Monday, September 15, 2008

oh not another mind made up from doing nothing

more than all you say weve got no more room to breathe

latelys been pretty interesting. i havent had anything substantial to say for the most part so i havent blogged. this relationship is the weirdest one ive ever been in but i like it. its like almost an open relationship, which is weird. i see him two or three times a day for like 3 minutes tops, and then talk to him on the phone for like 1/2 an hour a day. i hang out every week or so but its pretty casual. and weve openly said we both hit on people a lot, but its ok with each other as long as we dont cheat. i dont know. i like it this way. i dont feel suffocated. at the same time, though, im wondering if it means i dont actually care about him. when i walk down the hall i dont scan it for him. i dont go out of my way to run into him. i dont even know his schedule, i just know when he has some classes and that he has C lunch. is that weird? is that bad? does it not matter?
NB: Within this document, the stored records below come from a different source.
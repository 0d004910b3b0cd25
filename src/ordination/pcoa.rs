//! Principal coordinates analysis of a dissimilarity matrix.

use crate::diversity::DissimilarityMatrix;
use crate::error::{MicrovizError, Result};
use nalgebra::{DMatrix, SymmetricEigen};
use serde::Serialize;
use std::path::Path;

/// Coordinates below this magnitude are treated as zero when fixing the
/// sign of an axis.
const SIGN_EPS: f64 = 1e-12;

/// The first two principal coordinates of an ordination.
///
/// Sample order equals the input matrix's identifier order.
#[derive(Debug, Clone, Serialize)]
pub struct OrdinationResult {
    pub sample_ids: Vec<String>,
    pub pc1: Vec<f64>,
    pub pc2: Vec<f64>,
    /// Fraction of retained variance explained by each axis.
    pub proportion_explained: [f64; 2],
}

impl OrdinationResult {
    /// Number of samples.
    pub fn n_samples(&self) -> usize {
        self.sample_ids.len()
    }

    /// Write the coordinates to a CSV file.
    pub fn to_csv<P: AsRef<Path>>(&self, path: P) -> Result<()> {
        let mut writer = csv::Writer::from_path(path.as_ref())?;
        writer.write_record(["sample_id", "PC1", "PC2"])?;
        for (idx, id) in self.sample_ids.iter().enumerate() {
            writer.write_record([
                id.as_str(),
                &self.pc1[idx].to_string(),
                &self.pc2[idx].to_string(),
            ])?;
        }
        writer.flush()?;
        Ok(())
    }
}

/// Project a dissimilarity matrix onto its first two principal coordinates.
///
/// The distance matrix is squared, scaled by −1/2, and double-centered
/// (Gower), then eigendecomposed. Eigenpairs are sorted by descending
/// eigenvalue; negative eigenvalues and their axes are zeroed before
/// coordinates and explained-variance fractions are computed.
///
/// Eigenvectors are only defined up to sign, so each axis is oriented to
/// make its first non-negligible coordinate positive; repeated runs on the
/// same input give identical output.
pub fn pcoa(matrix: &DissimilarityMatrix) -> Result<OrdinationResult> {
    let n = matrix.n_samples();
    if n < 2 {
        return Err(MicrovizError::InsufficientSamples { found: n });
    }

    let d = matrix.data();
    let a = DMatrix::from_fn(n, n, |i, j| {
        let v = d[(i, j)];
        -0.5 * v * v
    });

    // Gower centering: B = J A J with J = I - (1/n) 1 1'
    let row_means: Vec<f64> = (0..n).map(|i| a.row(i).sum() / n as f64).collect();
    let col_means: Vec<f64> = (0..n).map(|j| a.column(j).sum() / n as f64).collect();
    let grand_mean = a.sum() / (n * n) as f64;
    let b = DMatrix::from_fn(n, n, |i, j| a[(i, j)] - row_means[i] - col_means[j] + grand_mean);

    let eigen = SymmetricEigen::try_new(b, 1.0e-12, 1000).ok_or_else(|| {
        MicrovizError::Numerical("eigendecomposition did not converge".to_string())
    })?;

    let mut order: Vec<usize> = (0..n).collect();
    order.sort_by(|&x, &y| {
        eigen.eigenvalues[y]
            .partial_cmp(&eigen.eigenvalues[x])
            .unwrap_or(std::cmp::Ordering::Equal)
    });

    // Negative eigenvalues are numerical artifacts of a semi-metric; they
    // and their axes are dropped from both coordinates and proportions.
    let clamped: Vec<f64> = order
        .iter()
        .map(|&idx| eigen.eigenvalues[idx].max(0.0))
        .collect();
    let total: f64 = clamped.iter().sum();

    let mut axes: [Vec<f64>; 2] = [vec![0.0; n], vec![0.0; n]];
    let mut proportions = [0.0; 2];
    for (axis, coords) in axes.iter_mut().enumerate() {
        let lambda = clamped[axis];
        if lambda > 0.0 {
            let scale = lambda.sqrt();
            let column = eigen.eigenvectors.column(order[axis]);
            for (slot, v) in coords.iter_mut().zip(column.iter()) {
                *slot = v * scale;
            }
            orient_axis(coords);
        }
        proportions[axis] = if total > 0.0 { lambda / total } else { 0.0 };
    }

    let [pc1, pc2] = axes;
    Ok(OrdinationResult {
        sample_ids: matrix.ids().to_vec(),
        pc1,
        pc2,
        proportion_explained: proportions,
    })
}

/// Flip an axis so its first non-negligible coordinate is positive.
fn orient_axis(coords: &mut [f64]) {
    let flip = coords
        .iter()
        .find(|c| c.abs() > SIGN_EPS)
        .map(|c| *c < 0.0)
        .unwrap_or(false);
    if flip {
        for v in coords.iter_mut() {
            *v = -*v;
        }
    }
}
on another note, andrea, katie and i have made a myspace/communal blog/online magazine type thing. we titled it the modern rhode island, as in like, rhode island was originally a place for those who didnt fit in with the puritans. its a place for people who are sick of the usual "omg im so sick of my life i feel sorry for myself HANNAH MONTANA OH MY GAHHHH" type stuff people our age tend to talk about. you can submit those philosophical type peices you occassionally write to put on your blog. or stuff you write that actually matters about something real. we also have weekly music suggestions, book suggestions, a news article with our opinions, a question of the week that you can answer and if we like it well put it up, etc. you should check it out. http://www.myspace.com/themodernrhodeisland

you can also email us at themodernrhodeisland@yahoo.com


if you have any old magazines you dont want you should give them to me, it would be greatly appreciated. anything with any kind of face in it. i need eyes. merci bien en avance. that was probably grammatically incorrect.

breaking dawn was still a disappointment. i just saw something online about how the biggest fans actually returned their copies in anger. i laughed. and i did not blame them one bit.


i joined stage crew for the lolz. first time in a long time ive actually done anything on my own without others' opinions and actions affecting it. its just a bonus that joey happens to be on it and chelsea. and andrea happened to join at about the same time i did which was hilarious. im proud of myself. ive gotten comments like "why would you join that out of anything you could choose?" but im interested in it and i think its something i could enjoy and i like the feeling im getting of doing something for myself without letting anyone else affect me. im proud of my independence.



also, i think i may be developing a little crush. on someone with a long term girlfriend. plus, i kind of have a boyfriend. but i mean, these things happen when youre not attached to each others sides, you know? and i severely doubt itll turn into anything, so who gives a fuck?



call me, i miss you. actually, get my phone number first.